2018-10-01 10:08:30

by Ganapatrao Kulkarni

[permalink] [raw]
Subject: [PATCH] arm_pmu: Delete incorrect cache event mapping for some armv8_pmuv3 events.

Perf events L1-dcache-load-misses, L1-dcache-store-misses are mapped to
armv8_pmuv3 (both DT and ACPI) event L1D_CACHE_REFILL. This is incorrect,
since L1D_CACHE_REFILL counts both load and store misses.
Similarly the events L1-dcache-loads, L1-dcache-stores, dTLB-load-misses
and dTLB-loads are wrongly mapped. Hence Deleting all these cache events
from armv8_pmuv3 cache mapping.

Signed-off-by: Ganapatrao Kulkarni <[email protected]>
---
arch/arm64/kernel/perf_event.c | 8 --------
1 file changed, 8 deletions(-)

diff --git a/arch/arm64/kernel/perf_event.c b/arch/arm64/kernel/perf_event.c
index 33147aacdafd..6a67ad22d1eb 100644
--- a/arch/arm64/kernel/perf_event.c
+++ b/arch/arm64/kernel/perf_event.c
@@ -207,17 +207,9 @@ static const unsigned armv8_pmuv3_perf_cache_map[PERF_COUNT_HW_CACHE_MAX]
[PERF_COUNT_HW_CACHE_RESULT_MAX] = {
PERF_CACHE_MAP_ALL_UNSUPPORTED,

- [C(L1D)][C(OP_READ)][C(RESULT_ACCESS)] = ARMV8_PMUV3_PERFCTR_L1D_CACHE,
- [C(L1D)][C(OP_READ)][C(RESULT_MISS)] = ARMV8_PMUV3_PERFCTR_L1D_CACHE_REFILL,
- [C(L1D)][C(OP_WRITE)][C(RESULT_ACCESS)] = ARMV8_PMUV3_PERFCTR_L1D_CACHE,
- [C(L1D)][C(OP_WRITE)][C(RESULT_MISS)] = ARMV8_PMUV3_PERFCTR_L1D_CACHE_REFILL,
-
[C(L1I)][C(OP_READ)][C(RESULT_ACCESS)] = ARMV8_PMUV3_PERFCTR_L1I_CACHE,
[C(L1I)][C(OP_READ)][C(RESULT_MISS)] = ARMV8_PMUV3_PERFCTR_L1I_CACHE_REFILL,

- [C(DTLB)][C(OP_READ)][C(RESULT_MISS)] = ARMV8_PMUV3_PERFCTR_L1D_TLB_REFILL,
- [C(DTLB)][C(OP_READ)][C(RESULT_ACCESS)] = ARMV8_PMUV3_PERFCTR_L1D_TLB,
-
[C(ITLB)][C(OP_READ)][C(RESULT_MISS)] = ARMV8_PMUV3_PERFCTR_L1I_TLB_REFILL,
[C(ITLB)][C(OP_READ)][C(RESULT_ACCESS)] = ARMV8_PMUV3_PERFCTR_L1I_TLB,

--
2.18.0



2018-10-01 14:30:48

by Will Deacon

[permalink] [raw]
Subject: Re: [PATCH] arm_pmu: Delete incorrect cache event mapping for some armv8_pmuv3 events.

Hi Ganapat,

On Mon, Oct 01, 2018 at 10:07:43AM +0000, Kulkarni, Ganapatrao wrote:
> Perf events L1-dcache-load-misses, L1-dcache-store-misses are mapped to
> armv8_pmuv3 (both DT and ACPI) event L1D_CACHE_REFILL. This is incorrect,
> since L1D_CACHE_REFILL counts both load and store misses.
> Similarly the events L1-dcache-loads, L1-dcache-stores, dTLB-load-misses
> and dTLB-loads are wrongly mapped.
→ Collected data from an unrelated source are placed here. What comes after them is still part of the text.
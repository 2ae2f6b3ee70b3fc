//! Group owners: one user per group chat who may manage folder monitors
//! for that group without being the bot owner.

use std::collections::{BTreeMap, HashMap};
use std::fs;
use std::io;
use std::path::{Path, PathBuf};
use std::sync::{Mutex, MutexGuard, PoisonError};

use tracing::{info, warn};

/// Persisted `groupId -> userId` map
pub struct GroupOwners {
    path: Option<PathBuf>,
    owners: Mutex<HashMap<String, String>>,
}

impl GroupOwners {
    /// Registry that is never written to disk
    pub fn in_memory() -> Self {
        Self {
            path: None,
            owners: Mutex::new(HashMap::new()),
        }
    }

    /// Load the owner file. A missing file is created empty; an unreadable
    /// one is logged and the registry starts empty.
    pub fn load(path: impl Into<PathBuf>) -> Self {
        let path = path.into();
        let owners = match fs::read_to_string(&path) {
            Ok(content) if content.trim().is_empty() => HashMap::new(),
            Ok(content) => match serde_json::from_str::<HashMap<String, String>>(&content) {
                Ok(owners) => owners,
                Err(e) => {
                    warn!(path = %path.display(), error = %e, "invalid group owner file, starting empty");
                    HashMap::new()
                }
            },
            Err(e) if e.kind() == io::ErrorKind::NotFound => {
                if let Err(e) = write_owners(&path, &HashMap::new()) {
                    warn!(path = %path.display(), error = %e, "failed to create group owner file");
                }
                HashMap::new()
            }
            Err(e) => {
                warn!(path = %path.display(), error = %e, "failed to read group owner file, starting empty");
                HashMap::new()
            }
        };
        info!(count = owners.len(), "loaded group owners");
        Self {
            path: Some(path),
            owners: Mutex::new(owners),
        }
    }

    fn lock(&self) -> MutexGuard<'_, HashMap<String, String>> {
        self.owners.lock().unwrap_or_else(PoisonError::into_inner)
    }

    pub fn owner_of(&self, group_id: &str) -> Option<String> {
        self.lock().get(group_id).cloned()
    }

    pub fn is_owner(&self, group_id: &str, user_id: &str) -> bool {
        self.lock().get(group_id).is_some_and(|owner| owner == user_id)
    }

    pub fn count(&self) -> usize {
        self.lock().len()
    }

    /// Make `user_id` the owner of `group_id`, returning the previous owner.
    /// Nothing changes if the file cannot be written.
    pub fn set_owner(&self, group_id: &str, user_id: &str) -> io::Result<Option<String>> {
        let mut owners = self.lock();
        let previous = owners.insert(group_id.to_string(), user_id.to_string());
        if let Err(e) = self.save(&owners) {
            match &previous {
                Some(previous) => owners.insert(group_id.to_string(), previous.clone()),
                None => owners.remove(group_id),
            };
            return Err(e);
        }
        info!(group_id, user_id, "group owner set");
        Ok(previous)
    }

    /// Remove the owner of `group_id`, returning who it was
    pub fn remove_owner(&self, group_id: &str) -> io::Result<Option<String>> {
        let mut owners = self.lock();
        let Some(previous) = owners.remove(group_id) else {
            return Ok(None);
        };
        if let Err(e) = self.save(&owners) {
            owners.insert(group_id.to_string(), previous);
            return Err(e);
        }
        info!(group_id, "group owner removed");
        Ok(Some(previous))
    }

    fn save(&self, owners: &HashMap<String, String>) -> io::Result<()> {
        match &self.path {
            Some(path) => write_owners(path, owners),
            None => Ok(()),
        }
    }
}

/// Atomic write: temp file first, then rename
fn write_owners(path: &Path, owners: &HashMap<String, String>) -> io::Result<()> {
    if let Some(parent) = path.parent() {
        if !parent.as_os_str().is_empty() {
            fs::create_dir_all(parent)?;
        }
    }
    let ordered: BTreeMap<&String, &String> = owners.iter().collect();
    let content = serde_json::to_string_pretty(&ordered)?;
    let temp_path = path.with_extension("json.tmp");
    fs::write(&temp_path, content)?;
    fs::rename(&temp_path, path)?;
    Ok(())
}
Hence Deleting all these cache events
> from armv8_pmuv3 cache mapping.
>
> Signed-off-by: Ganapatrao Kulkarni <[email protected]>
> ---
> arch/arm64/kernel/perf_event.c | 8 --------
> 1 file changed, 8 deletions(-)

The "generic" events are really implemented on a best-effort basis, as
they rarely tend to map exactly to what the hardware supports. I think
they originally stemmed from the x86 CPU PMU, but that doesn't really
help us.

I had a discussion with Ingo back when we originally implemented perf
because I actually preferred not to implement the generic events at all.
However, he was strongly of the opinion that a best-effort approach was
sufficient to get casual users going with the tool, so that's what we went
with.

Will

2018-10-01 16:39:34

by Ganapatrao Kulkarni

[permalink] [raw]
Subject: Re: [PATCH] arm_pmu: Delete incorrect cache event mapping for some armv8_pmuv3 events.

Hi Will,

On Mon, Oct 1, 2018 at 7:58 PM Will Deacon <[email protected]> wrote:
>
> Hi Ganapat,
>
> On Mon, Oct 01, 2018 at 10:07:43AM +0000, Kulkarni, Ganapatrao wrote:
> > Perf events L1-dcache-load-misses, L1-dcache-store-misses are mapped to
> > armv8_pmuv3 (both DT and ACPI) event L1D_CACHE_REFILL. This is incorrect,
> > since L1D_CACHE_REFILL counts both load and store misses.
> > Similarly the events L1-dcache-loads, L1-dcache-stores, dTLB-load-misses
> > and dTLB-loads are wrongly mapped. Hence Deleting all these cache events
> > from armv8_pmuv3 cache mapping.
> >
> > Signed-off-by: Ganapatrao Kulkarni <[email protected]>
> > ---
> > arch/arm64/kernel/perf_event.c | 8 --------
> > 1 file changed, 8 deletions(-)
>
> The "generic" events are really implemented on a best-effort basis, as
> they rarely tend to map exactly to what the hardware supports. I think
> they originally stemmed from the x86 CPU PMU, but that doesn't really
> help us.

This works fairly well for DT based boots, since almost all SoCs have
added remapping using custom dt object binding.
However we have concluded in the past to drop SoC specific from the
ACPI mapping and use json to add SoC/micro architecture specific
events support.
At present , When we boot with ACPI, it is misleading for these events.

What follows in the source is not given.